How to use the Tumbling window function for the non keyed streaming data in Flink?
I want to use the tumbling window function for my program (non keyed data) as it is processing streaming data but only 300 messages/sec. I want to take it to at least 5K/sec. For this purpose, I want to use the tumbling window for 2 sec just to see speed up its performance. But I am not sure how to use this in my case.

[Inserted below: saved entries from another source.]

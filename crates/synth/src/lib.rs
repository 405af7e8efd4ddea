//! # Mockgen Synth
//!
//! Turns resolved interface descriptors into one Go source file of gomock
//! mocks, and prepends the optional commented license header.
//!
//! ## Architecture
//!
//! ```text
//! InterfaceDescriptor[] + GenerationRequest
//!     │
//!     ├──> ImportRegistry (one alias per package, sorted by path)
//!     │
//!     ├──> preamble: banner, package clause, import block
//!     │
//!     ├──> MockBlock per interface (request order)
//!     │    ├─> mock struct, recorder, constructor, EXPECT
//!     │    └─> per method: call-forwarding method + recorder method
//!     │
//!     └──> GeneratedUnit ──> inject_header ──> render()
//! ```

mod header;
mod mock;
mod render;
mod unit;
mod writer;

pub use header::{comment_each_line, inject_header, strip_header};
pub use mock::{synthesize_mock, MockBlock};
pub use render::{param_list, TypeRenderer};
pub use unit::{source_line, synthesize, GeneratedUnit};
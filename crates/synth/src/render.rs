use itertools::Itertools;
use mockgen_model::{ChanDir, ImportRegistry, Signature, TypeRef};

/// Writes resolved types as Go syntax, qualified through the import registry
#[derive(Clone, Copy)]
pub struct TypeRenderer<'a> {
    registry: &'a ImportRegistry,
    declaring_package: &'a str,
}

impl<'a> TypeRenderer<'a> {
    /// Renderer for types used by an interface declared in `declaring_package`
    pub fn new(registry: &'a ImportRegistry, declaring_package: &'a str) -> Self {
        Self {
            registry,
            declaring_package,
        }
    }

    pub fn render(&self, ty: &TypeRef) -> String {
        match ty {
            TypeRef::Named { qualifier, name } => {
                match self.registry.qualify(self.declaring_package, qualifier) {
                    Some(alias) => format!("{alias}.{name}"),
                    None => name.clone(),
                }
            }
            TypeRef::Pointer(elem) => format!("*{}", self.render(elem)),
            TypeRef::Slice(elem) => format!("[]{}", self.render(elem)),
            TypeRef::Array { len, elem } => format!("[{len}]{}", self.render(elem)),
            TypeRef::Map { key, value } => {
                format!("map[{}]{}", self.render(key), self.render(value))
            }
            TypeRef::Chan { dir, elem } => {
                let inner = self.render(elem);
                // `chan <-chan T` would parse as `chan<- chan T`
                let inner = match (dir, elem.as_ref()) {
                    (
                        ChanDir::Both | ChanDir::Send,
                        TypeRef::Chan {
                            dir: ChanDir::Recv, ..
                        },
                    ) => format!("({inner})"),
                    _ => inner,
                };
                match dir {
                    ChanDir::Both => format!("chan {inner}"),
                    ChanDir::Send => format!("chan<- {inner}"),
                    ChanDir::Recv => format!("<-chan {inner}"),
                }
            }
            TypeRef::Func(sig) => {
                let params = self.param_types(sig).join(", ");
                format!("func({params}){}", self.results(&sig.results))
            }
            TypeRef::EmptyInterface => "interface{}".to_string(),
            TypeRef::EmptyStruct => "struct{}".to_string(),
        }
    }

    /// Parameter types in order; a variadic tail is written `...T`
    pub fn param_types(&self, sig: &Signature) -> Vec<String> {
        sig.params
            .iter()
            .map(|param| {
                let ty = self.render(&param.ty);
                if param.variadic {
                    format!("...{ty}")
                } else {
                    ty
                }
            })
            .collect()
    }

    /// Result clause including its leading space, or empty for no results
    pub fn results(&self, results: &[TypeRef]) -> String {
        match results {
            [] => String::new(),
            [single] => format!(" {}", self.render(single)),
            many => format!(" ({})", many.iter().map(|ty| self.render(ty)).join(", ")),
        }
    }
}

/// `a, b string, c int` from parallel name and type lists, grouping runs of equal types
pub fn param_list(names: &[String], types: &[String]) -> String {
    names
        .iter()
        .zip(types)
        .chunk_by(|&(_, ty)| ty.as_str())
        .into_iter()
        .map(|(ty, group)| format!("{} {ty}", group.map(|(name, _)| name).join(", ")))
        .join(", ")
}
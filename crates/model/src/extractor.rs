use crate::error::Result;
use crate::request::GenerationRequest;
use crate::types::InterfaceDescriptor;

/// One interface discovery strategy (reflect or source mode).
///
/// Implementations return one descriptor per requested interface, in the
/// order the request lists them, or fail on the first interface they cannot
/// resolve.
pub trait Extractor {
    fn extract(&self, request: &GenerationRequest) -> Result<Vec<InterfaceDescriptor>>;
}
use crate::imports::FileImports;
use mockgen_model::{MockgenError, Result};
use std::collections::BTreeSet;
use std::path::{Path, PathBuf};
use tree_sitter::{Node, Parser, Tree};

/// Which package a parsed file belongs to
#[derive(Debug, Clone, PartialEq, Eq)]
pub enum PackageKey {
    /// The package of the file being mocked
    Primary,

    /// Another package, by import path
    Other(String),
}

/// A top-level `type` declaration
#[derive(Debug, Clone, Copy)]
pub struct TypeDecl<'a> {
    pub name: &'a str,

    /// `type_spec` or `type_alias` node
    pub node: Node<'a>,

    /// Declared type (right-hand side)
    pub ty: Node<'a>,

    pub generic: bool,
}

/// Tree-sitter parser configured for Go
pub struct GoParser {
    parser: Parser,
}

impl GoParser {
    pub fn new() -> Result<Self> {
        let language: tree_sitter::Language = tree_sitter_go::LANGUAGE.into();
        let mut parser = Parser::new();
        parser.set_language(&language).map_err(|e| {
            MockgenError::parse("<go grammar>", format!("Failed to set language: {e}"))
        })?;
        Ok(Self { parser })
    }

    /// Parse one file; syntax errors are fatal
    pub fn parse(&mut self, path: &Path, text: String, package: PackageKey) -> Result<ParsedFile> {
        let display = path.display().to_string();
        let tree = self
            .parser
            .parse(&text, None)
            .ok_or_else(|| MockgenError::parse(&display, "Failed to parse source code"))?;

        let root = tree.root_node();
        if root.has_error() {
            let at = first_error(root).unwrap_or(root).start_position();
            return Err(MockgenError::parse(
                display,
                format!("syntax error at {}:{}", at.row + 1, at.column + 1),
            ));
        }

        let package_name = root
            .named_children(&mut root.walk())
            .find(|n| n.kind() == "package_clause")
            .and_then(|clause| clause.named_child(0))
            .map(|ident| node_text(ident, &text).to_string())
            .ok_or_else(|| MockgenError::parse(&display, "missing package clause"))?;

        let imports = FileImports::from_root(root, &text);
        let declared = type_decls(root, &text)
            .map(|decl| decl.name.to_string())
            .collect();

        log::debug!(
            "parsed {display}: package {package_name}, {} imports",
            imports.len()
        );

        Ok(ParsedFile {
            path: path.to_path_buf(),
            package,
            package_name,
            imports,
            declared,
            text,
            tree,
        })
    }
}

/// A parsed Go source file and the facts extraction needs from it
pub struct ParsedFile {
    pub path: PathBuf,
    pub package: PackageKey,
    pub package_name: String,
    pub imports: FileImports,
    declared: BTreeSet<String>,
    text: String,
    tree: Tree,
}

impl ParsedFile {
    pub fn text(&self, node: Node<'_>) -> &str {
        node_text(node, &self.text)
    }

    /// Whether the file declares a top-level type with this name
    pub fn declares(&self, name: &str) -> bool {
        self.declared.contains(name)
    }

    /// Find a top-level type declaration by name
    pub fn find_type(&self, name: &str) -> Option<TypeDecl<'_>> {
        type_decls(self.tree.root_node(), &self.text).find(|decl| decl.name == name)
    }

    pub fn display(&self) -> String {
        self.path.display().to_string()
    }
}

fn type_decls<'a>(root: Node<'a>, text: &'a str) -> impl Iterator<Item = TypeDecl<'a>> {
    let mut decls = Vec::new();
    for child in root.named_children(&mut root.walk()) {
        if child.kind() != "type_declaration" {
            continue;
        }
        for spec in child.named_children(&mut child.walk()) {
            if !matches!(spec.kind(), "type_spec" | "type_alias") {
                continue;
            }
            let (Some(name), Some(ty)) = (
                spec.child_by_field_name("name"),
                spec.child_by_field_name("type"),
            ) else {
                continue;
            };
            decls.push(TypeDecl {
                name: node_text(name, text),
                node: spec,
                ty,
                generic: spec.child_by_field_name("type_parameters").is_some(),
            });
        }
    }
    decls.into_iter()
}

fn first_error(node: Node<'_>) -> Option<Node<'_>> {
    if node.is_error() || node.is_missing() {
        return Some(node);
    }
    let mut cursor = node.walk();
    let children: Vec<_> = node.children(&mut cursor).collect();
    children
        .into_iter()
        .filter(|child| child.has_error())
        .find_map(first_error)
}

pub(crate) fn node_text<'a>(node: Node<'_>, text: &'a str) -> &'a str {
    text.get(node.byte_range()).unwrap_or_default()
}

Note: I am using the Geomesa HBase platform for saving the messages. Also, I did not paste my whole application code here as I only need the window function for which this code is sufficient here for your understanding
Here is my flink code
public class Tranport {
public static void main(String[] args) throws Exception {
// fetch runtime arguments
String bootstrapServers = "xx.xx.xxx.xxx:xxxx";
StreamExecutionEnvironment env = StreamExecutionEnvironment.getExecutionEnvironment();
// Set up the Consumer and create a datastream from this source
Properties properties = new Properties();
properties.setProperty("bootstrap.servers", bootstrapServers);
properties.setProperty("group.id", "group_id");
final FlinkKafkaConsumer<String> flinkConsumer = new FlinkKafkaConsumer<>("lc", new SimpleStringSchema(), properties);
flinkConsumer.setStartFromTimestamp(Long.parseLong("0"));
DataStream<String> readingStream = env.addSource(flinkConsumer);
readingStream.rebalance().map(new RichMapFunction<String, String>() {
private static final long serialVersionUID = -2547861355L; // random number
DataStore lc_live = null;
SimpleFeatureType sft_live;
SimpleFeatureBuilder SFbuilderLive; // feature builder for live
List<SimpleFeature> lc_live_features; //
@Override
public void open(Configuration parameters) throws Exception {
System.out.println("In open method.");
// --- GEOMESA, GEOTOOLS APPROACH ---//
// define connection parameters to xxx GeoMesa-HBase DataStore
Map<String, Serializable> params_live = new HashMap<>();
params_live.put("xxxx", "xxx"); // HBase table name
params_live.put("xxxx","xxxx");
try {
lc_live = DataStoreFinder.getDataStore(params_live);
if (lc_live == null) {
System.out.println("Could not connect to live");
} else {
System.out.println("Successfully connected to live");
}
} catch (IOException e) {
e.printStackTrace();
}
// create simple feature type for x table in HBASE
StringBuilder attributes1 = new StringBuilder();
attributes1.append("xxx:String,");
attributes1.append("xxx:Long,");
attributes1.append("source:String,");
attributes1.append("xxx:String,");
attributes1.append("xxx:Double,");
attributes1.append("status:String,");
attributes1.append("forecast:Double,");
attributes1.append("carsCount:Integer,");
attributes1.append("*xxx:Point:srid=4326");
sft_history = SimpleFeatureTypes.createType("xxxx", attributes1.toString());
try {
lc_history.createSchema(sft_history);
} catch (IOException e) {
e.printStackTrace();
}
// Initialize the variables
numberOfMessagesProcessed = 0;
numberOfMessagesFailed = 0;
numberOfMessagesSkipped = 0;
// for lc_Live
lc_live_features = new ArrayList<>();
SFbuilderLive = new SimpleFeatureBuilder(sft_live);
Here I want to create a Tumbling window function (Window All) which can take all the stream messages with in 2 seconds of window and push them into the array list which i have created below
// live GeoMesa-HBase DataStore
// copy the list into a local variable and empty the list for the next iteration
List<SimpleFeature> LocalFeatures = live_features;
live_features = new ArrayList<>();
LocalFeatures = Collections.unmodifiableList(LocalFeatures);
try (FeatureWriter<SimpleFeatureType, SimpleFeature> writer = live.getFeatureWriterAppend(sft_live.getTypeName(), Transaction.AUTO_COMMIT)) {
System.out.println("Writing " + LocalFeatures.size() + " features to live");
for (SimpleFeature feature : LocalFeatures) {
SimpleFeature toWrite = writer.next();
toWrite.setAttributes(feature.getAttributes());
((FeatureIdImpl) toWrite.getIdentifier()).setID(feature.getID());
toWrite.getUserData().put(Hints.USE_PROVIDED_FID, Boolean.TRUE);
toWrite.getUserData().putAll(feature.getUserData());
writer.write();
}
} catch (IOException e) {
e.printStackTrace();
}
It's late but might help someone. In Scala, you can do something like
env.addSource(consumer).
windowAll(TumblingProcessingTimeWindows.of(Time.seconds(2)))
But, remember if you are not using KeyBy()
, then your data won't be processed in parallel no matter what value you set in env.setParallelism()